I really, really appreciate you not using something cliche to say to fill the void. Hearing, "I have no idea what to say" is MUCH appreciated. Believe me! Thank you so much for your prayers and encouragement.
I love this post!!!! (just not the non-pregnant part) I love everything that you had to say & your appraoch to it all. I could not agree more. We are also big pro-life & thankfully didnt have an blast to spare. 2 retrivals to have enough to get 4 blasts. all but 1 took. AS I always say God is still so involved in IVF. He still has the last say.
I'm so glad that we "know" each other. You have been such a blessing to me. Not only seeing your success that is so encouraging, but also knowing I can ask you anything if I need to!
Joining you in prayer and lifting your sweet family up to the Lord. I am glad you guys are moving forward in this way to grow your family. Will be praying for an all encompassing peace as you and Jim navigate your way through the IVF process.
James 5:16, the prayers of a righteous man accomplish much. Thank you for interceding for us!
Courtney, as a fellow infertile, I wanted to thank you for sharing your story so fully, bravely and honestly. I stumbled onto your blog through a Pinterest post while looking for kitchen curtain ideas (your DIY Burlap Curtains are now on my "to-do" list), but before I found the curtain tutorial, your posts on infertility caught my eye and I immediately dived into them.

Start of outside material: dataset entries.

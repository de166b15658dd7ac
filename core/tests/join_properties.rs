// Licensed to the Apache Software Foundation (ASF) under one
// or more contributor license agreements.  See the NOTICE file
// distributed with this work for additional information
// regarding copyright ownership.  The ASF licenses this file
// to you under the Apache License, Version 2.0 (the
// "License"); you may not use this file except in compliance
// with the License.  You may obtain a copy of the License at
//
//   http://www.apache.org/licenses/LICENSE-2.0
//
// Unless required by applicable law or agreed to in writing,
// software distributed under the License is distributed on an
// "AS IS" BASIS, WITHOUT WARRANTIES OR CONDITIONS OF ANY
// KIND, either express or implied.  See the License for the
// specific language governing permissions and limitations
// under the License.

//! Both join strategies checked against a nested-loop join on random data.

use std::collections::HashMap;
use std::fs;
use std::path::Path;

use rand::rngs::StdRng;
use rand::{Rng, SeedableRng};

use spilljoin::execution::io::read_all;
use spilljoin::execution::operators::Partitioner;
use spilljoin::{
    ExternalSorter, GraceHashJoin, JoinConfig, JoinError, Relation, RunMergeSorter, SortMergeJoin,
};

/// Writes `rows` rows of `{payload},{key},{name}{i}` so the key sits in the
/// middle of the row.
fn random_relation(dir: &Path, name: &str, rows: usize, key_range: i64, seed: u64) -> Relation {
    let mut rng = StdRng::seed_from_u64(seed);
    let contents: String = (0..rows)
        .map(|i| {
            format!(
                "{},{},{name}{i}\n",
                rng.random_range(0..1_000_000),
                rng.random_range(-key_range..key_range)
            )
        })
        .collect();
    let path = dir.join(format!("{name}.csv"));
    fs::write(&path, contents).unwrap();
    Relation::try_new(name, path, 1).unwrap()
}

fn multiset(path: &Path) -> Vec<Vec<String>> {
    let mut rows: Vec<Vec<String>> = read_all(path, ',')
        .unwrap()
        .into_iter()
        .map(|r| r.fields().to_vec())
        .collect();
    rows.sort();
    rows
}

fn nested_loop(r: &Relation, s: &Relation) -> Vec<Vec<String>> {
    let r_rows = read_all(r.path(), ',').unwrap();
    let s_rows = read_all(s.path(), ',').unwrap();
    let mut out = Vec::new();
    for left in &r_rows {
        for right in &s_rows {
            if left.key(r.key_index(), r.name()).unwrap() == right.key(s.key_index(), s.name()).unwrap() {
                out.push(left.concat(right).fields().to_vec());
            }
        }
    }
    out.sort();
    out
}

fn config(dir: &Path) -> JoinConfig {
    JoinConfig::default().with_work_dir(dir.join("work"))
}

#[test]
fn grace_hash_join_matches_nested_loop() {
    let dir = tempfile::tempdir().unwrap();
    let r = random_relation(dir.path(), "r", 400, 60, 1);
    let s = random_relation(dir.path(), "s", 250, 60, 2);
    let expected = nested_loop(&r, &s);
    assert!(!expected.is_empty());

    for num_buckets in [1, 2, 5, 16, 101] {
        let output = dir.path().join(format!("grace_{num_buckets}.csv"));
        let summary = GraceHashJoin::try_new(
            r.clone(),
            s.clone(),
            &output,
            config(dir.path()).with_num_buckets(num_buckets),
        )
        .unwrap()
        .run()
        .unwrap();
        assert_eq!(summary.output_rows as usize, expected.len());
        assert_eq!(multiset(&output), expected, "{num_buckets} buckets");
    }
}

#[test]
fn sort_merge_join_matches_nested_loop_for_any_page_layout() {
    let dir = tempfile::tempdir().unwrap();
    let left = random_relation(dir.path(), "l", 300, 25, 3);
    let right = random_relation(dir.path(), "r", 350, 25, 4);
    let expected = nested_loop(&left, &right);

    for (records_per_page, num_buffers) in [(1, 2), (3, 2), (7, 3), (16, 4), (1000, 10)] {
        let output = dir.path().join(format!("smj_{records_per_page}_{num_buffers}.csv"));
        let summary = SortMergeJoin::try_new(
            left.clone(),
            right.clone(),
            &output,
            config(dir.path()).with_page_layout(records_per_page, num_buffers),
        )
        .unwrap()
        .run()
        .unwrap();
        assert_eq!(summary.output_rows as usize, expected.len());
        assert_eq!(
            multiset(&output),
            expected,
            "{records_per_page} rows per page, {num_buffers} buffers"
        );
    }
}

#[test]
fn both_strategies_agree() {
    let dir = tempfile::tempdir().unwrap();
    let r = random_relation(dir.path(), "r", 500, 40, 5);
    let s = random_relation(dir.path(), "s", 500, 40, 6);

    let grace_out = dir.path().join("grace.csv");
    let smj_out = dir.path().join("smj.csv");
    GraceHashJoin::try_new(r.clone(), s.clone(), &grace_out, config(dir.path()))
        .unwrap()
        .run()
        .unwrap();
    SortMergeJoin::try_new(r, s, &smj_out, config(dir.path()).with_page_layout(8, 3))
        .unwrap()
        .run()
        .unwrap();
    assert_eq!(multiset(&grace_out), multiset(&smj_out));
}

#[test]
fn rerunning_a_join_gives_the_same_output() {
    let dir = tempfile::tempdir().unwrap();
    let r = random_relation(dir.path(), "r", 200, 30, 7);
    let s = random_relation(dir.path(), "s", 200, 30, 8);
    let output = dir.path().join("out.csv");

    let grace = GraceHashJoin::try_new(r.clone(), s.clone(), &output, config(dir.path())).unwrap();
    grace.run().unwrap();
    let first = multiset(&output);
    grace.run().unwrap();
    assert_eq!(multiset(&output), first);

    let mut smj = SortMergeJoin::try_new(r, s, &output, config(dir.path()).with_page_layout(4, 2)).unwrap();
    smj.run().unwrap();
    assert_eq!(multiset(&output), first);
}

#[test]
fn empty_relation_gives_empty_output_for_both_strategies() {
    let dir = tempfile::tempdir().unwrap();
    let r = random_relation(dir.path(), "r", 50, 10, 9);
    let empty_path = dir.path().join("empty.csv");
    fs::write(&empty_path, "").unwrap();
    let empty = Relation::try_new("empty", empty_path, 1).unwrap();

    let grace_out = dir.path().join("grace.csv");
    let summary = GraceHashJoin::try_new(empty.clone(), r.clone(), &grace_out, config(dir.path()))
        .unwrap()
        .run()
        .unwrap();
    assert_eq!(summary.output_rows, 0);
    assert_eq!(fs::read_to_string(&grace_out).unwrap(), "");

    let smj_out = dir.path().join("smj.csv");
    let summary = SortMergeJoin::try_new(r, empty, &smj_out, config(dir.path()))
        .unwrap()
        .run()
        .unwrap();
    assert_eq!(summary.output_rows, 0);
    assert_eq!(fs::read_to_string(&smj_out).unwrap(), "");
}

#[test]
fn partition_counts_are_consistent_across_relations() {
    let dir = tempfile::tempdir().unwrap();
    let r = random_relation(dir.path(), "r", 300, 100, 10);
    let s = random_relation(dir.path(), "s", 300, 100, 11);

    for num_buckets in [1, 3, 8, 64] {
        let partitioner = Partitioner::try_new(num_buckets, dir.path().join("work"), ',').unwrap();
        let r_counts = partitioner.partition(&r, 1).unwrap();
        let s_counts = partitioner.partition(&s, 1).unwrap();
        assert_eq!(r_counts.total_rows(), 300);
        assert_eq!(s_counts.total_rows(), 300);

        let mut bucket_of_key: HashMap<i64, usize> = HashMap::new();
        for counts in [&r_counts, &s_counts] {
            for bucket in 0..num_buckets {
                for record in read_all(counts.path(bucket), ',').unwrap() {
                    let key = record.key(1, counts.relation().name()).unwrap();
                    let previous = bucket_of_key.insert(key, bucket);
                    assert!(previous.is_none() || previous == Some(bucket));
                }
            }
        }
        r_counts.remove_files().unwrap();
        s_counts.remove_files().unwrap();
    }
}

#[test]
fn external_sort_is_an_ordered_permutation() {
    let dir = tempfile::tempdir().unwrap();
    let input = random_relation(dir.path(), "t", 777, 1000, 12);
    let mut expected = multiset(input.path());

    for (records_per_page, num_buffers) in [(1, 2), (5, 3), (50, 10)] {
        let sorted = RunMergeSorter::new(records_per_page, num_buffers, ',')
            .sort(&input, &dir.path().join("work"))
            .unwrap();
        let rows = read_all(sorted.path(), ',').unwrap();
        let keys: Vec<i64> = rows.iter().map(|r| r.key(1, "t").unwrap()).collect();
        assert!(keys.windows(2).all(|w| w[0] <= w[1]));

        let mut actual: Vec<Vec<String>> = rows.into_iter().map(|r| r.fields().to_vec()).collect();
        actual.sort();
        expected.sort();
        assert_eq!(actual, expected);
    }
}

#[test]
fn malformed_key_in_either_strategy_is_fatal() {
    let dir = tempfile::tempdir().unwrap();
    let r = random_relation(dir.path(), "r", 20, 5, 13);
    let bad_path = dir.path().join("bad.csv");
    fs::write(&bad_path, "1,2,ok\n1,two,bad\n").unwrap();
    let bad = Relation::try_new("bad", bad_path, 1).unwrap();

    let grace = GraceHashJoin::try_new(r.clone(), bad.clone(), dir.path().join("g.csv"), config(dir.path()))
        .unwrap()
        .run();
    assert!(matches!(grace, Err(JoinError::MalformedKey { .. })));

    let smj = SortMergeJoin::try_new(r, bad, dir.path().join("m.csv"), config(dir.path()))
        .unwrap()
        .run();
    assert!(matches!(smj, Err(JoinError::MalformedKey { .. })));
}

#[tokio::test]
async fn concurrent_grace_hash_join_matches_nested_loop() {
    let dir = tempfile::tempdir().unwrap();
    let r = random_relation(dir.path(), "r", 600, 80, 14);
    let s = random_relation(dir.path(), "s", 400, 80, 15);
    let expected = nested_loop(&r, &s);

    for workers in [1, 2, 8] {
        let output = dir.path().join(format!("concurrent_{workers}.csv"));
        let summary = GraceHashJoin::try_new(
            r.clone(),
            s.clone(),
            &output,
            config(dir.path())
                .with_num_buckets(13)
                .with_max_concurrent_buckets(workers),
        )
        .unwrap()
        .run_concurrent()
        .await
        .unwrap();
        assert_eq!(summary.output_rows as usize, expected.len());
        assert_eq!(multiset(&output), expected, "{workers} workers");
    }
}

So much of what you are going through is what I am going through (I am about to start my 2nd IVF cycle). And so much of what you shared so bravely is what I have been unable to share with most, save for my wonderful husband, supportive mother and a couple very close friends. You are inspiring and I just wanted to thank you for laying it all out there. I know it's not an easy thing to do. I'm wishing you all the luck in the world and will be praying for you. I hope that your IVF journal will go smoothly and have a happy ending for you and your family.
If you ever want to chat with fellow "infertiles" going through IVF, there's a wonderful, small group of ladies on BabyCenter that have been incredibly helpful to me. Just search for "Soul IVF Sisters." -Kimberly
Thank you so much for reaching out to me and taking the time to comment on my blog. This comment means the absolute world to me. I'm so glad that my post touched you. That's why I put it out here. Best wishes to you on your 2nd IVF cycle. I hope this cycle they get everything perfectly right and you are holding your sweet little one this time next year.
Thanks for the babycenter invite, I'm actually a "bumpie" 🙂 There is a great secondary IF board that has been an invaluable resource to me. I sometimes lurk on other IF boards because they are a wealth of valuable information, but never post because it's kind of tricky already having a little one.
Please stop by again- and keep me posted on how your IVF #2 goes!
big hugs Courtney.
Thanks, Amy. A shimmy and a snuggle back to you!
Courtney, I'm so glad my comment meant the world to you. Thank you for positive thoughts and well wishes for our second IVF cycle. And as far as "bumpies" go, our board has a couple of ladies that have been trying for #2 also, so all are welcome. -Kimberly
Hi there!! My name is Kelley. I am a friend of Courtney Jeremy's who turned me on to your blog!–I'm hooked!! I am not a mama (pray to be one some day!!!) I, as well was giving the ugly "infertility" diagnosis. I totally understand all the feelings you are going through. I look forward to your future blogs! You and your family are in my prayers!